Working through the lines below, return each one that holds "UserService".

[Records drawn from a dataset]
###

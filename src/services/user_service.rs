//! User service: registration and profile rules over the identity store.

use chrono::NaiveDate;
use std::sync::Arc;
use tracing::{info, instrument};

use super::clamp_page;
use crate::domain::errors::{DomainError, DomainResult};
use crate::domain::models::{Page, ProfilePatch, User, UserChanges};
use crate::domain::ports::UserStore;

const MAX_NICKNAME_CHARS: usize = 32;
const MAX_SIGNATURE_CHARS: usize = 128;
const MAX_TELEPHONE_LEN: usize = 20;

/// Largest identifier set accepted by one batch lookup.
pub const MAX_BATCH_SIZE: usize = 100;

pub struct UserService<U: UserStore> {
    users: Arc<U>,
}

impl<U: UserStore> UserService<U> {
    pub fn new(users: Arc<U>) -> Self {
        Self { users }
    }

    /// Register a new user.
    #[instrument(skip(self, email))]
    pub async fn register(&self, telephone: &str, nickname: &str, email: Option<&str>) -> DomainResult<User> {
        validate_telephone(telephone)?;
        validate_nickname(nickname)?;

        let email = email.map(str::trim).filter(|e| !e.is_empty());
        if let Some(email) = email {
            validate_email(email)?;
        }

        if self.users.exists_by_phone(telephone).await? {
            return Err(DomainError::Conflict(format!("telephone {telephone} is already registered")));
        }
        if let Some(email) = email {
            if self.users.exists_by_email(email).await? {
                return Err(DomainError::Conflict(format!("email {email} is already registered")));
            }
        }

        let mut user = User::new(telephone, nickname.trim());
        if let Some(email) = email {
            user = user.with_email(email);
        }

        let user = self.users.create(&user).await?;
        info!(uuid = %user.uuid, "User registered");
        Ok(user)
    }

    pub async fn get_profile(&self, uuid: &str) -> DomainResult<User> {
        self.users.get_by_uuid(uuid).await
    }

    pub async fn get_by_phone(&self, telephone: &str) -> DomainResult<User> {
        validate_telephone(telephone)?;
        self.users.get_by_phone(telephone).await
    }

    /// Apply a partial profile edit. Only the fields set in `patch` are
    /// written; nothing is read back from the cache first.
    #[instrument(skip(self, patch))]
    pub async fn update_profile(&self, uuid: &str, patch: ProfilePatch) -> DomainResult<User> {
        if patch.is_empty() {
            return Err(DomainError::ValidationFailed("nothing to update".to_string()));
        }
        if let Some(nickname) = &patch.nickname {
            validate_nickname(nickname)?;
        }
        if let Some(signature) = &patch.signature {
            if signature.chars().count() > MAX_SIGNATURE_CHARS {
                return Err(DomainError::ValidationFailed(format!(
                    "signature exceeds {MAX_SIGNATURE_CHARS} characters"
                )));
            }
        }
        if let Some(birthday) = &patch.birthday {
            validate_birthday(birthday)?;
        }

        let update = self.users.update(uuid, &patch.into()).await?;
        info!(uuid, "Profile updated");
        Ok(update.user)
    }

    /// Move a user to a new phone number.
    ///
    /// Moving to the number the user already has rewrites it in place.
    #[instrument(skip(self))]
    pub async fn change_phone(&self, uuid: &str, telephone: &str) -> DomainResult<User> {
        validate_telephone(telephone)?;

        let update = self
            .users
            .update(uuid, &UserChanges::telephone(telephone))
            .await
            .map_err(|e| match e {
                DomainError::Conflict(_) => {
                    DomainError::Conflict(format!("telephone {telephone} is already registered"))
                }
                other => other,
            })?;

        if update.phone_changed() {
            info!(uuid, previous = %update.previous_telephone, "Telephone changed");
        }
        Ok(update.user)
    }

    /// Fetch the known users among `uuids`, in request order.
    pub async fn batch_get(&self, uuids: &[String]) -> DomainResult<Vec<User>> {
        if uuids.len() > MAX_BATCH_SIZE {
            return Err(DomainError::ValidationFailed(format!(
                "at most {MAX_BATCH_SIZE} users per batch, got {}",
                uuids.len()
            )));
        }
        self.users.get_many(uuids).await
    }

    pub async fn search(&self, keyword: &str, page: Page) -> DomainResult<(Vec<User>, u64)> {
        let keyword = keyword.trim();
        if keyword.is_empty() {
            return Err(DomainError::ValidationFailed("search keyword is empty".to_string()));
        }
        self.users.search(keyword, clamp_page(page)).await
    }
}

fn validate_telephone(telephone: &str) -> DomainResult<()> {
    let digits = telephone.strip_prefix('+').unwrap_or(telephone);
    if digits.is_empty() || telephone.len() > MAX_TELEPHONE_LEN || !digits.chars().all(|c| c.is_ascii_digit()) {
        return Err(DomainError::ValidationFailed(format!("invalid telephone: {telephone:?}")));
    }
    Ok(())
}

fn validate_nickname(nickname: &str) -> DomainResult<()> {
    let len = nickname.trim().chars().count();
    if len == 0 || len > MAX_NICKNAME_CHARS {
        return Err(DomainError::ValidationFailed(format!(
            "nickname must be 1-{MAX_NICKNAME_CHARS} characters"
        )));
    }
    Ok(())
}

fn validate_email(email: &str) -> DomainResult<()> {
    match email.split_once('@') {
        Some((local, domain)) if !local.is_empty() && domain.contains('.') => Ok(()),
        _ => Err(DomainError::ValidationFailed(format!("invalid email: {email:?}"))),
    }
}

fn validate_birthday(birthday: &str) -> DomainResult<()> {
    if birthday.is_empty() || NaiveDate::parse_from_str(birthday, "%Y-%m-%d").is_ok() {
        Ok(())
    } else {
        Err(DomainError::ValidationFailed(format!("birthday must be YYYY-MM-DD, got {birthday:?}")))
    }
}

#[cfg(test)]
mod tests {
    use super::*;
    use crate::adapters::cache::testing::{RecordingCache, StaleReadStore};
    use crate::adapters::cache::{CachedUserRepository, SoftCache, UserCachePolicy};
    use crate::adapters::sqlite::{create_migrated_test_pool, SqliteUserStore};
    use crate::domain::models::Gender;
    use std::time::Duration;

    async fn setup() -> UserService<SqliteUserStore> {
        let pool = create_migrated_test_pool().await.unwrap();
        UserService::new(Arc::new(SqliteUserStore::new(pool)))
    }

    #[test]
    fn test_telephone_rules() {
        assert!(validate_telephone("13800000000").is_ok());
        assert!(validate_telephone("+8613800000000").is_ok());
        assert!(validate_telephone("").is_err());
        assert!(validate_telephone("+").is_err());
        assert!(validate_telephone("138-0000").is_err());
        assert!(validate_telephone("123456789012345678901").is_err());
    }

    #[test]
    fn test_birthday_rules() {
        assert!(validate_birthday("").is_ok());
        assert!(validate_birthday("1990-02-28").is_ok());
        assert!(validate_birthday("1990-02-30").is_err());
        assert!(validate_birthday("28/02/1990").is_err());
    }

    #[tokio::test]
    async fn test_register_rejects_duplicates() {
        let service = setup().await;
        service.register("1001", "alice", Some("a@example.com")).await.unwrap();

        let err = service.register("1001", "alice2", None).await.unwrap_err();
        assert!(matches!(err, DomainError::Conflict(_)));

        let err = service.register("1002", "alice3", Some("a@example.com")).await.unwrap_err();
        assert!(matches!(err, DomainError::Conflict(_)));
    }

    #[tokio::test]
    async fn test_register_treats_blank_email_as_none() {
        let service = setup().await;
        let a = service.register("1001", "a", Some("  ")).await.unwrap();
        let b = service.register("1002", "b", Some("")).await.unwrap();
        assert_eq!(a.email, None);
        assert_eq!(b.email, None);
    }

    #[tokio::test]
    async fn test_update_profile_applies_patch() {
        let service = setup().await;
        let user = service.register("1001", "alice", None).await.unwrap();

        let patch = ProfilePatch {
            gender: Some(Gender::Female),
            birthday: Some("1995-06-01".to_string()),
            ..Default::default()
        };
        let updated = service.update_profile(&user.uuid, patch).await.unwrap();

        assert_eq!(updated.gender, Gender::Female);
        assert_eq!(updated.birthday, "1995-06-01");
        assert_eq!(updated.nickname, "alice");
        assert!(updated.updated_at > user.updated_at);

        let err = service.update_profile(&user.uuid, ProfilePatch::default()).await.unwrap_err();
        assert!(matches!(err, DomainError::ValidationFailed(_)));
    }

    #[tokio::test]
    async fn test_change_phone() {
        let service = setup().await;
        let alice = service.register("1001", "alice", None).await.unwrap();
        service.register("1002", "bob", None).await.unwrap();

        let err = service.change_phone(&alice.uuid, "1002").await.unwrap_err();
        assert!(matches!(err, DomainError::Conflict(_)));

        let moved = service.change_phone(&alice.uuid, "1003").await.unwrap();
        assert_eq!(moved.telephone, "1003");
        assert_eq!(moved.nickname, "alice");
        assert_eq!(service.get_by_phone("1003").await.unwrap().uuid, alice.uuid);
        assert!(service.get_by_phone("1001").await.unwrap_err().is_not_found());

        // Same number again is not a conflict with itself
        let same = service.change_phone(&alice.uuid, "1003").await.unwrap();
        assert_eq!(same.telephone, "1003");

        let err = service.change_phone("ghost", "1004").await.unwrap_err();
        assert!(err.is_not_found());
    }

    #[tokio::test]
    async fn test_stale_snapshot_never_reverts_a_phone_change() {
        let pool = create_migrated_test_pool().await.unwrap();
        let store = Arc::new(StaleReadStore::new(Arc::new(SqliteUserStore::new(pool))));
        let repo = CachedUserRepository::new(
            store.clone(),
            SoftCache::new(Arc::new(RecordingCache::new()), Duration::from_millis(200)),
            UserCachePolicy::default(),
        );
        let service = UserService::new(Arc::new(repo));

        let user = service.register("1001", "alice", None).await.unwrap();
        service.change_phone(&user.uuid, "2002").await.unwrap();

        // A slow reader that loaded the row before the change refills the cache
        store.pin_once(user.clone());
        assert_eq!(service.get_profile(&user.uuid).await.unwrap().telephone, "1001");

        let patch = ProfilePatch {
            signature: Some("hi".to_string()),
            ..Default::default()
        };
        let updated = service.update_profile(&user.uuid, patch).await.unwrap();
        assert_eq!(updated.telephone, "2002");
        assert_eq!(updated.signature, "hi");

        let fresh = service.get_profile(&user.uuid).await.unwrap();
        assert_eq!(fresh.telephone, "2002");
        assert_eq!(service.get_by_phone("2002").await.unwrap().uuid, user.uuid);
        assert!(service.get_by_phone("1001").await.unwrap_err().is_not_found());
    }

    #[tokio::test]
    async fn test_batch_size_is_capped() {
        let service = setup().await;
        let ids: Vec<String> = (0..=MAX_BATCH_SIZE).map(|i| i.to_string()).collect();
        let err = service.batch_get(&ids).await.unwrap_err();
        assert!(matches!(err, DomainError::ValidationFailed(_)));
    }

    #[tokio::test]
    async fn test_search_requires_keyword() {
        let service = setup().await;
        assert!(service.search("  ", Page::default()).await.is_err());
    }
}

###

Result of this exercise.
pub struct UserService<U: UserStore> {
impl<U: UserStore> UserService<U> {
    async fn setup() -> UserService<SqliteUserStore> {
        UserService::new(Arc::new(SqliteUserStore::new(pool)))
        let service = UserService::new(Arc::new(repo));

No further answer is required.